It’s a pretty phrase, a small poem that sticks in my head. The places you see it aren’t pretty. It’s a multicultural way of repeating No Loitering so that everyone can know the rules of behavior outside of convenience markets.
In the mid-sixties, we learned the rules like this:
Uncle Joe: “Betty Jo, do you know where that old picture of Jefferson Davis and his cabinet is?”
Betty Joe: “Oh, it’s hanging at the top of the back stairs. Why?”
Yes. Why?
Why is there a picture of the leadership of the Confederacy hanging in the Shady Rest?
As I’ve been loitering in the later seasons of the show, it becomes more reactionary and I like it less and less.

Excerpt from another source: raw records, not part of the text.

mod app;
mod cli;
mod codec;
mod commands;
mod controller;
mod device;
mod dispatch;
mod error;
mod event;
mod protocol;
mod streams;
mod telemetry;
mod transport;
mod utils;
mod variant;

pub use app::{fake_transport, real_transport, run};
pub use cli::{Args, Command, ListenArgs, OutputFormat, SendArgs};
pub use codec::{FrameCodec, NotificationRecord};
pub use commands::{
    GpioSettings, LedColor, LedCommand, LedPattern, MotionSettings, RAW_ANALOG_INPUT_REQUEST,
    RAW_POWER_OFF, RAW_STATUS_ALL_OFF, RAW_STATUS_OFF, RAW_STATUS_ON,
};
pub use controller::ConnectionController;
pub use device::{DeviceMetadata, TagDevice};
pub use error::{CommandError, FixtureError, InteractionError, ProtocolError};
pub use event::{ButtonKind, MotionState, Orientation, TagEvent};
pub use protocol::{CMD_FEATURE_ENABLE, EndpointId};
pub use streams::{DeviceInfoUpdate, TagStreams};
pub use transport::{
    BtleTransport, DiscoveryEvent, DiscoveryPort, FakeTransport, FakeTransportConfig, HexPayload,
    Notification, NotificationPayloads, RecordedWrite, SubscribeMode, Transport, TransportSession,
    WriteMode,
};
pub use variant::{TagVariant, VariantSettings};
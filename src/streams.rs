use serde::Serialize;
use tokio::sync::{broadcast, watch};
use tokio_stream::wrappers::{BroadcastStream, WatchStream};

use crate::event::TagEvent;

const RAW_STREAM_CAPACITY: usize = 64;
const EVENT_STREAM_CAPACITY: usize = 64;

/// Identity data parsed from the first device-info indication of a session.
///
/// Published on a replay-last stream so registry collaborators can upsert
/// their records without the dispatcher ever touching an ambient registry.
#[derive(Debug, Clone, Eq, PartialEq, Serialize)]
pub struct DeviceInfoUpdate {
    /// Dotted firmware version string.
    pub firmware: String,
}

/// Output streams owned by a device, outliving individual sessions.
///
/// `battery`, `connectivity`, and `device_info` replay their latest value to
/// each new subscriber (`tokio::sync::watch`); `raw` and `events` fan out
/// without replay (`tokio::sync::broadcast`).
#[derive(Debug)]
pub struct TagStreams {
    battery_tx: watch::Sender<Option<u8>>,
    connectivity_tx: watch::Sender<bool>,
    device_info_tx: watch::Sender<Option<DeviceInfoUpdate>>,
    raw_tx: broadcast::Sender<Vec<u8>>,
    events_tx: broadcast::Sender<TagEvent>,
}

impl Default for TagStreams {
    fn default() -> Self {
        Self::new()
    }
}

impl TagStreams {
    /// Creates the stream set in its initial state: battery unset,
    /// connectivity false, no device info.
    #[must_use]
    pub fn new() -> Self {
        let (battery_tx, _) = watch::channel(None);
        let (connectivity_tx, _) = watch::channel(false);
        let (device_info_tx, _) = watch::channel(None);
        let (raw_tx, _) = broadcast::channel(RAW_STREAM_CAPACITY);
        let (events_tx, _) = broadcast::channel(EVENT_STREAM_CAPACITY);
        Self {
            battery_tx,
            connectivity_tx,
            device_info_tx,
            raw_tx,
            events_tx,
        }
    }

    /// Battery percentage stream; replays the current value on subscribe.
    #[must_use]
    pub fn battery(&self) -> watch::Receiver<Option<u8>> {
        self.battery_tx.subscribe()
    }

    /// Connectivity stream; replays the current value on subscribe.
    #[must_use]
    pub fn connectivity(&self) -> watch::Receiver<bool> {
        self.connectivity_tx.subscribe()
    }

    /// Device-info stream; replays the current value on subscribe.
    #[must_use]
    pub fn device_info(&self) -> watch::Receiver<Option<DeviceInfoUpdate>> {
        self.device_info_tx.subscribe()
    }

    /// Raw received bytes; forwards only frames emitted after attachment.
    #[must_use]
    pub fn raw(&self) -> broadcast::Receiver<Vec<u8>> {
        self.raw_tx.subscribe()
    }

    /// Typed domain events; forwards only events emitted after attachment.
    #[must_use]
    pub fn events(&self) -> broadcast::Receiver<TagEvent> {
        self.events_tx.subscribe()
    }

    /// Battery stream as a `Stream` adapter; yields the current value first.
    #[must_use]
    pub fn battery_stream(&self) -> WatchStream<Option<u8>> {
        WatchStream::new(self.battery_tx.subscribe())
    }

    /// Event stream as a `Stream` adapter for `StreamExt` consumers.
    #[must_use]
    pub fn event_stream(&self) -> BroadcastStream<TagEvent> {
        BroadcastStream::new(self.events_tx.subscribe())
    }

    /// Raw-byte stream as a `Stream` adapter for `StreamExt` consumers.
    #[must_use]
    pub fn raw_stream(&self) -> BroadcastStream<Vec<u8>> {
        BroadcastStream::new(self.raw_tx.subscribe())
    }

    pub(crate) fn publish_battery(&self, percent: Option<u8>) {
        self.battery_tx.send_replace(percent);
    }

    pub(crate) fn publish_connectivity(&self, connected: bool) {
        self.connectivity_tx.send_replace(connected);
    }

    pub(crate) fn publish_device_info(&self, update: DeviceInfoUpdate) {
        self.device_info_tx.send_replace(Some(update));
    }

    pub(crate) fn publish_raw(&self, payload: Vec<u8>) {
        // Send fails only when nobody is listening, which is fine for fan-out.
        let _ = self.raw_tx.send(payload);
    }

    pub(crate) fn publish_event(&self, event: TagEvent) {
        let _ = self.events_tx.send(event);
    }
}

#[cfg(test)]
mod tests {
    use pretty_assertions::assert_eq;

    use super::*;

    #[test]
    fn replay_streams_start_unset_and_disconnected() {
        let streams = TagStreams::new();
        assert_eq!(None, *streams.battery().borrow());
        assert_eq!(false, *streams.connectivity().borrow());
        assert_eq!(None, *streams.device_info().borrow());
    }

    #[test]
    fn replay_streams_deliver_current_value_to_late_subscribers() {
        let streams = TagStreams::new();
        streams.publish_battery(Some(80));
        streams.publish_connectivity(true);

        assert_eq!(Some(80), *streams.battery().borrow());
        assert_eq!(true, *streams.connectivity().borrow());
    }

    #[tokio::test]
    async fn raw_stream_has_no_replay() {
        let streams = TagStreams::new();
        {
            let _early = streams.raw();
            streams.publish_raw(vec![0x00, 0x01]);
        }

        let mut late = streams.raw();
        streams.publish_raw(vec![0x00, 0x02]);
        let received = late.recv().await.expect("raw frame should arrive");
        assert_eq!(vec![0x00, 0x02], received);
    }

    #[tokio::test]
    async fn stream_adapters_yield_published_values() {
        use tokio_stream::StreamExt;

        let streams = TagStreams::new();
        streams.publish_battery(Some(40));
        let mut battery = streams.battery_stream();
        let mut events = streams.event_stream();

        streams.publish_event(TagEvent::Flip);

        assert_eq!(Some(Some(40)), battery.next().await);
        assert_eq!(
            TagEvent::Flip,
            events
                .next()
                .await
                .expect("stream should stay open")
                .expect("event should not lag")
        );
    }

    #[tokio::test]
    async fn event_stream_fans_out_to_all_subscribers() {
        let streams = TagStreams::new();
        let mut first = streams.events();
        let mut second = streams.events();

        streams.publish_event(TagEvent::IconPressed);

        assert_eq!(
            TagEvent::IconPressed,
            first.recv().await.expect("first subscriber should receive")
        );
        assert_eq!(
            TagEvent::IconPressed,
            second
                .recv()
                .await
                .expect("second subscriber should receive")
        );
    }
}
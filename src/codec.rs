use tracing::instrument;

/// Parsed view of one raw notification frame.
///
/// Generic frames carry a 2-byte type prefix. Anything that is neither a
/// generic frame nor long enough to parse is preserved untouched; tags across
/// firmware revisions emit frames this core does not know about and they must
/// never be treated as errors.
#[derive(Debug, Clone, Eq, PartialEq)]
pub enum NotificationRecord {
    /// `00 00`: battery-only report.
    Battery { percent: u8 },
    /// `00 01`: the tag's physical icon was pressed.
    IconPressed,
    /// `00 02`: identity frame carrying firmware version and battery level.
    DeviceInfo { firmware: String, percent: u8 },
    /// Leading byte `1`: variant/sensor frame, interpreted per device variant.
    Variant,
    /// Anything else, passed through unparsed.
    Unrecognised,
}

/// Encodes and decodes MESH command and notification frames.
pub struct FrameCodec;

impl FrameCodec {
    /// Appends the 8-bit truncated sum of `payload` as a trailing checksum.
    ///
    /// ```
    /// use meshtag::FrameCodec;
    ///
    /// assert_eq!(vec![0x00, 0x05, 0x00, 0x05], FrameCodec::encode_command(&[0x00, 0x05, 0x00]));
    /// ```
    #[must_use]
    pub fn encode_command(payload: &[u8]) -> Vec<u8> {
        let mut frame = Vec::with_capacity(payload.len() + 1);
        frame.extend_from_slice(payload);
        frame.push(Self::checksum(payload));
        frame
    }

    /// Computes the 8-bit truncated sum of `payload`.
    #[must_use]
    pub fn checksum(payload: &[u8]) -> u8 {
        payload.iter().fold(0u8, |acc, byte| acc.wrapping_add(*byte))
    }

    /// Decodes one raw notification frame into a tagged record.
    ///
    /// Unknown prefixes and short buffers come back as
    /// [`NotificationRecord::Unrecognised`]; decoding never fails.
    #[instrument(skip(payload), level = "trace", fields(payload_len = payload.len()))]
    #[must_use]
    pub fn decode_notification(payload: &[u8]) -> NotificationRecord {
        match payload {
            [0x00, 0x00, rest @ ..] => match rest.first() {
                Some(level) => NotificationRecord::Battery {
                    percent: level.saturating_mul(10),
                },
                None => NotificationRecord::Unrecognised,
            },
            [0x00, 0x01, ..] => NotificationRecord::IconPressed,
            [0x00, 0x02, ..] if payload.len() > 14 => NotificationRecord::DeviceInfo {
                firmware: dotted_version(&payload[7..10]),
                percent: payload[14].saturating_mul(10),
            },
            [0x01, ..] => NotificationRecord::Variant,
            _ => NotificationRecord::Unrecognised,
        }
    }
}

fn dotted_version(bytes: &[u8]) -> String {
    bytes
        .iter()
        .map(u8::to_string)
        .collect::<Vec<_>>()
        .join(".")
}

#[cfg(test)]
mod tests {
    use pretty_assertions::assert_eq;
    use rstest::rstest;

    use super::*;

    #[rstest]
    #[case(&[0x01], vec![0x01, 0x01])]
    #[case(&[0x00, 0x05, 0x00], vec![0x00, 0x05, 0x00, 0x05])]
    #[case(&[0xFF, 0xFF], vec![0xFF, 0xFF, 0xFE])]
    fn encode_command_appends_truncated_sum(#[case] payload: &[u8], #[case] expected: Vec<u8>) {
        assert_eq!(expected, FrameCodec::encode_command(payload));
    }

    #[test]
    fn encode_command_preserves_payload_prefix() {
        let payload = [0x12, 0x34, 0x56, 0x78, 0x9A];
        let frame = FrameCodec::encode_command(&payload);
        assert_eq!(&payload, &frame[..frame.len() - 1]);
        assert_eq!(
            FrameCodec::checksum(&frame[..frame.len() - 1]),
            frame[frame.len() - 1]
        );
    }

    #[test]
    fn decode_battery_scales_to_percent() {
        let record = FrameCodec::decode_notification(&[0x00, 0x00, 0x07]);
        assert_eq!(NotificationRecord::Battery { percent: 70 }, record);
    }

    #[test]
    fn decode_icon_press() {
        let record = FrameCodec::decode_notification(&[0x00, 0x01, 0x00, 0x00]);
        assert_eq!(NotificationRecord::IconPressed, record);
    }

    #[test]
    fn decode_device_info_extracts_firmware_and_battery() {
        let mut payload = vec![0x00, 0x02, 0, 0, 0, 0, 0, 1, 2, 5, 0, 0, 0, 0, 0x0A];
        payload.extend_from_slice(&[0, 0]);
        let record = FrameCodec::decode_notification(&payload);
        assert_eq!(
            NotificationRecord::DeviceInfo {
                firmware: "1.2.5".to_string(),
                percent: 100,
            },
            record
        );
    }

    #[rstest]
    #[case(&[])]
    #[case(&[0x00])]
    #[case(&[0x00, 0x00])]
    #[case(&[0x00, 0x02, 0, 0, 0])]
    #[case(&[0x7F, 0x00, 0x01])]
    fn decode_tolerates_short_and_unknown_frames(#[case] payload: &[u8]) {
        assert_eq!(
            NotificationRecord::Unrecognised,
            FrameCodec::decode_notification(payload)
        );
    }

    #[test]
    fn decode_flags_variant_frames() {
        let record = FrameCodec::decode_notification(&[0x01, 0x00, 0x02, 0x01]);
        assert_eq!(NotificationRecord::Variant, record);
    }
}
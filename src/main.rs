use std::io::IsTerminal;
use std::process::ExitCode;
use std::sync::Arc;

use clap::Parser;

use meshtag::{Args, DiscoveryPort, OutputFormat, Transport};

#[tokio::main]
async fn main() -> ExitCode {
    let args = Args::parse();
    let mut stdout = std::io::stdout();

    let run_result = async {
        let output_format = args.output_format().unwrap_or(if stdout.is_terminal() {
            OutputFormat::Pretty
        } else {
            OutputFormat::Json
        });
        let (command, fake_config) = args.into_command_and_fake_config();
        let (transport, discovery): (Arc<dyn Transport>, Arc<dyn DiscoveryPort>) =
            match fake_config {
                Some(config) => {
                    let fake = meshtag::fake_transport(config);
                    (Arc::clone(&fake) as _, fake as _)
                }
                None => {
                    let real = meshtag::real_transport().await?;
                    (Arc::clone(&real) as _, real as _)
                }
            };

        meshtag::run(command, &mut stdout, transport, discovery, output_format).await
    }
    .await;

    match run_result {
        Ok(()) => ExitCode::SUCCESS,
        Err(error) => {
            eprintln!("error: {error:#}");
            ExitCode::from(1)
        }
    }
}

I noticed suddenly that I haven’t seen a single non-white person anywhere along the way. Was Hooterville, Missouri, despite all its folksy charm and commitment to a stilted morality, a white supremacist enclave?
Because I don’t see any black people on Andy Griffith or Green Acres, either … hmm.
Compare that to this gem from Wikipedia:
Gomer Pyle, U.S.M.C., was set on a U.S. Marine base between 1964 and 1969, but neither Gomer nor any of his fellow Marines ever mentioned the war in Vietnam.
So the disturbingly important thing isn’t mainly in what we see, but in what we’re not allowed to think about. The existence of the race war. The existence of the draft funneling thousands of young men from Pixley and Crabtree Corners into the meat grinder of imperialism and sending them back to the peaceful valley in body bags.
The matriarch of Petticoat Junction, the actress Bea Benadaret as Kate Bradley, died halfway through the run of the series, and with her passing (which also goes essentially unremarked on the show), the tone becomes more shrill and shaky. Betty Friedan’s book makes a brief appearance, but is mis-titled with a dismissive chuckle as ‘The Feminine Mistake’. The new husband figure, dashing pilot Steve Eliot, turns out to be a sexist jerk. The characters sing more and more songs at length, but it has the feel of whistling in the dark.
Right at the turn of the turbulent decade, all these shows were cancelled suddenly in an event known as the ‘rural purge’, even though some of them were still very popular. It seems to me that Hollywood couldn’t take keeping the blinders on, and the hypocrisy of their own meta-message any longer.
The next TV season kicked off a new era with a show called ‘All in the Family’.
You may recall that one had a few black people on it. And even a hippie.